B - Ainda nesta perspectiva, as IPSS encaram como área de expansão das suas actividades programas e acções promotoras do desenvolvimento social local, nos termos que vierem a ser definidos no próximo Quadro Comunitário de Apoio, em iniciativas portadoras de princípios de inovação social, no sentido de restituição de vitalidade ao interior do País.
O modelo de funcionamento de novas competências, neste quadro, poderia replicar, de certa forma, um modelo de arreigada tradição nos meios rurais, no interior do País, que ainda subsiste em algumas comunidades e que detém um perfil de largo espectro no elenco das suas actividades: as Casas do Povo.
Não se trataria de reconstituir, com autonomia jurídica, esse pretérito organismo corporativo, mas de configurar uma matriz de funcionamento de um estabelecimento atípico, no seio de uma IPSS existente – não como uma espécie de sucursal, ou delegação, dos serviços públicos, mas para o exercício de competências próprias, por atribuição legal ou por contratualização, como foi referido.
5 – REFORMA DE ESTRUTURAS
No modo de ver da CNIS, haveria ganhos de eficiência e de racionalidade com algumas modificações orgânicas.
Num registo breve, a saber:
a) - Regulação e fiscalização da actividade do Sector a cargo de uma entidade reguladora independente da Administração.

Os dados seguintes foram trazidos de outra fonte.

use serde_json;
use std::fs;
use std::fs::File;
use std::io::prelude::*;
use std::io::Error;
use std::path;

/// A structure to hold environment settings. Backed by settings.json file in same directory
#[derive(Serialize, Deserialize, Debug)]
pub struct Configs {
    pub verbose_mode: bool,
    pub working_directory: String,
    pub engine_path: String,
}

impl Configs {
    pub fn new() -> Configs {
        Configs {
            verbose_mode: true,
            working_directory: String::new(),
            engine_path: String::new(),
        }
    }
}

pub fn get_configs() -> std::result::Result<Configs, Error> {
    let exe_path = std::env::current_dir()?
        .to_str()
        .unwrap_or("No exe path found.")
        .to_string();
    let config_file = exe_path + &path::MAIN_SEPARATOR.to_string() + "settings.json";
    let configs: Configs = match fs::read_to_string(config_file) {
        Ok(contents) => {
            serde_json::from_str(&contents).expect("Failed to parse settings.json file.")
        }
        Err(_) => Configs::new(),
    };
    Ok(configs)
}

pub fn save_configs(configs: &Configs) -> std::result::Result<(), Error> {
    let configs_json =
        serde_json::to_string_pretty(&configs).expect("Error converting Configs object to JSON.");
    let exe_path = std::env::current_dir()?
        .to_str()
        .unwrap_or("No exe path found.")
        .to_string();
    let config_file = exe_path + &path::MAIN_SEPARATOR.to_string() + "settings.json";
    let mut file = File::create(config_file).expect("Error creating output settings.json file.");
    file.write_all(configs_json.as_bytes())
        .expect("Error writing to output settings.json file.");
    Ok(())
}

#[cfg(test)]
mod tests {
    use super::*;

    #[test]
    fn defaults_are_verbose_with_no_paths() {
        let c = Configs::new();
        assert!(c.verbose_mode);
        assert!(c.working_directory.is_empty());
        assert!(c.engine_path.is_empty());
    }

    #[test]
    fn configs_round_trip_through_json() {
        let c = Configs {
            verbose_mode: false,
            working_directory: "/data/".to_string(),
            engine_path: "/opt/gp/engine".to_string(),
        };
        let s = serde_json::to_string(&c).unwrap();
        let c2: Configs = serde_json::from_str(&s).unwrap();
        assert_eq!(c2.verbose_mode, c.verbose_mode);
        assert_eq!(c2.working_directory, c.working_directory);
        assert_eq!(c2.engine_path, c.engine_path);
    }
}
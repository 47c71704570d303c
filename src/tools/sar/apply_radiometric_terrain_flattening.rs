use crate::tools::*;

/// Corrects backscatter distortions caused by topography, using an
/// elevation model.
pub struct ApplyRadiometricTerrainFlattening {
    name: String,
    display_name: String,
    description: String,
    toolbox: String,
    alias: String,
    parameters: Vec<ToolParameter>,
    valid_environments: Vec<EnvironmentKey>,
    example_usage: String,
}

impl ApplyRadiometricTerrainFlattening {
    pub fn new() -> ApplyRadiometricTerrainFlattening {
        // public constructor
        let name = "ApplyRadiometricTerrainFlattening".to_string();
        let display_name = "Apply Radiometric Terrain Flattening".to_string();
        let toolbox = "Synthetic Aperture Radar".to_string();
        let alias = "ia".to_string();
        let description =
            "Corrects radiometric distortions caused by topography using an elevation model."
                .to_string();

        let mut parameters = vec![];
        parameters.push(ToolParameter {
            name: "Input Radar Data".to_owned(),
            flags: vec!["-i".to_owned(), "--in_radar_data".to_owned()],
            description: "Calibrated beta nought radar data to flatten.".to_owned(),
            parameter_type: ParameterType::RasterDataset,
            direction: ParameterDirection::Required,
            default_value: None,
        });

        parameters.push(ToolParameter {
            name: "Output Radar Data".to_owned(),
            flags: vec!["-o".to_owned(), "--out_radar_data".to_owned()],
            description: "The terrain-flattened radar dataset to create.".to_owned(),
            parameter_type: ParameterType::RasterDataset,
            direction: ParameterDirection::Required,
            default_value: None,
        });

        parameters.push(ToolParameter {
            name: "DEM Raster".to_owned(),
            flags: vec!["--in_dem_raster".to_owned()],
            description: "The elevation model used for the flattening.".to_owned(),
            parameter_type: ParameterType::RasterDataset,
            direction: ParameterDirection::Required,
            default_value: None,
        });

        parameters.push(ToolParameter {
            name: "Apply Geoid Correction".to_owned(),
            flags: vec!["--geoid".to_owned()],
            description:
                "Converts orthometric DEM heights to ellipsoidal heights before flattening."
                    .to_owned(),
            parameter_type: ParameterType::Boolean,
            direction: ParameterDirection::Optional,
            default_value: Some("true".to_owned()),
        });

        let valid_environments = vec![
            EnvironmentKey::Workspace,
            EnvironmentKey::ScratchWorkspace,
            EnvironmentKey::Extent,
            EnvironmentKey::CellSize,
            EnvironmentKey::Compression,
            EnvironmentKey::Pyramid,
            EnvironmentKey::Nodata,
            EnvironmentKey::ParallelProcessingFactor,
        ];

        let usage = example_usage(
            &name,
            "-i=s1_beta.crf -o=s1_gamma_rtf.crf --in_dem_raster=glo30.crf",
        );

        ApplyRadiometricTerrainFlattening {
            name: name,
            display_name: display_name,
            description: description,
            toolbox: toolbox,
            alias: alias,
            parameters: parameters,
            valid_environments: valid_environments,
            example_usage: usage,
        }
    }
}

impl GeoprocessingTool for ApplyRadiometricTerrainFlattening {
    fn get_source_file(&self) -> String {
        String::from(file!())
    }

    fn get_tool_name(&self) -> String {
        self.name.clone()
    }

    fn get_display_name(&self) -> String {
        self.display_name.clone()
    }

    fn get_tool_description(&self) -> String {
        self.description.clone()
    }

    fn get_toolbox(&self) -> String {
        self.toolbox.clone()
    }

    fn get_alias(&self) -> String {
        self.alias.clone()
    }

    fn parameters(&self) -> &[ToolParameter] {
        &self.parameters
    }

    fn valid_environments(&self) -> &[EnvironmentKey] {
        &self.valid_environments
    }

    fn get_example_usage(&self) -> String {
        self.example_usage.clone()
    }
}
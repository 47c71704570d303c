use crate::tools::*;

/// Removes a participating feature class from a terrain dataset.
pub struct RemoveFeatureClassFromTerrain {
    name: String,
    display_name: String,
    description: String,
    toolbox: String,
    alias: String,
    parameters: Vec<ToolParameter>,
    valid_environments: Vec<EnvironmentKey>,
    example_usage: String,
}

impl RemoveFeatureClassFromTerrain {
    pub fn new() -> RemoveFeatureClassFromTerrain {
        // public constructor
        let name = "RemoveFeatureClassFromTerrain".to_string();
        let display_name = "Remove Feature Class From Terrain".to_string();
        let toolbox = "Terrain Dataset".to_string();
        let alias = "3d".to_string();
        let description = "Removes a participating feature class from a terrain dataset."
            .to_string();

        let mut parameters = vec![];
        parameters.push(ToolParameter {
            name: "Input Terrain".to_owned(),
            flags: vec!["-i".to_owned(), "--in_terrain".to_owned()],
            description: "The terrain dataset the feature class is removed from.".to_owned(),
            parameter_type: ParameterType::TerrainDataset,
            direction: ParameterDirection::Required,
            default_value: None,
        });

        parameters.push(ToolParameter {
            name: "Feature Class".to_owned(),
            flags: vec!["--feature_class".to_owned()],
            description: "The name of the participating feature class to remove.".to_owned(),
            parameter_type: ParameterType::String,
            direction: ParameterDirection::Required,
            default_value: None,
        });

        parameters.push(ToolParameter {
            name: "Updated Terrain".to_owned(),
            flags: vec![],
            description: "The terrain dataset updated by the engine.".to_owned(),
            parameter_type: ParameterType::TerrainDataset,
            direction: ParameterDirection::Derived,
            default_value: None,
        });

        let valid_environments = vec![
            EnvironmentKey::Workspace,
            EnvironmentKey::ScratchWorkspace,
            EnvironmentKey::AutoCommit,
        ];

        let usage = example_usage(
            &name,
            "--in_terrain=gis.gdb/elevation/terrain --feature_class=obsolete_breaklines",
        );

        RemoveFeatureClassFromTerrain {
            name: name,
            display_name: display_name,
            description: description,
            toolbox: toolbox,
            alias: alias,
            parameters: parameters,
            valid_environments: valid_environments,
            example_usage: usage,
        }
    }
}

impl GeoprocessingTool for RemoveFeatureClassFromTerrain {
    fn get_source_file(&self) -> String {
        String::from(file!())
    }

    fn get_tool_name(&self) -> String {
        self.name.clone()
    }

    fn get_display_name(&self) -> String {
        self.display_name.clone()
    }

    fn get_tool_description(&self) -> String {
        self.description.clone()
    }

    fn get_toolbox(&self) -> String {
        self.toolbox.clone()
    }

    fn get_alias(&self) -> String {
        self.alias.clone()
    }

    fn parameters(&self) -> &[ToolParameter] {
        &self.parameters
    }

    fn valid_environments(&self) -> &[EnvironmentKey] {
        &self.valid_environments
    }

    fn get_example_usage(&self) -> String {
        self.example_usage.clone()
    }
}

b) - Revisão da estrutura orgânica da Segurança Social, nomeadamente no que respeita à Acção Social.
Sem cuidar agora de saber se o sistema previdencial exige uma estrutura centralizada, temos como certo que a prossecução das modalidades de acção social não só não a exige, como a repele.
À acção social, a noção de proximidade é dela verdadeiramente constitutiva.
Os anos mais recentes, em particular de 1997 em diante, têm visto uma progressiva centralização dos serviços de acção social, no âmbito do ISSS.
Haveria que rever esse percurso.
c) – Restauração da previsão inicial quanto ao formato da Rede Social – que, mais do que um colégio representativo das entidades do Sector Social, em registo de planeamento em parceria, se vem convertendo num instrumento vinculado ao poder municipal.
d) – Consciência da natureza da escala de intervenção das IPSS e do Sector Solidário em geral, no que respeita à proximidade às populações e às respectivas carências, quando houver que debater transferência de poderes ou de atribuições às autarquias locais.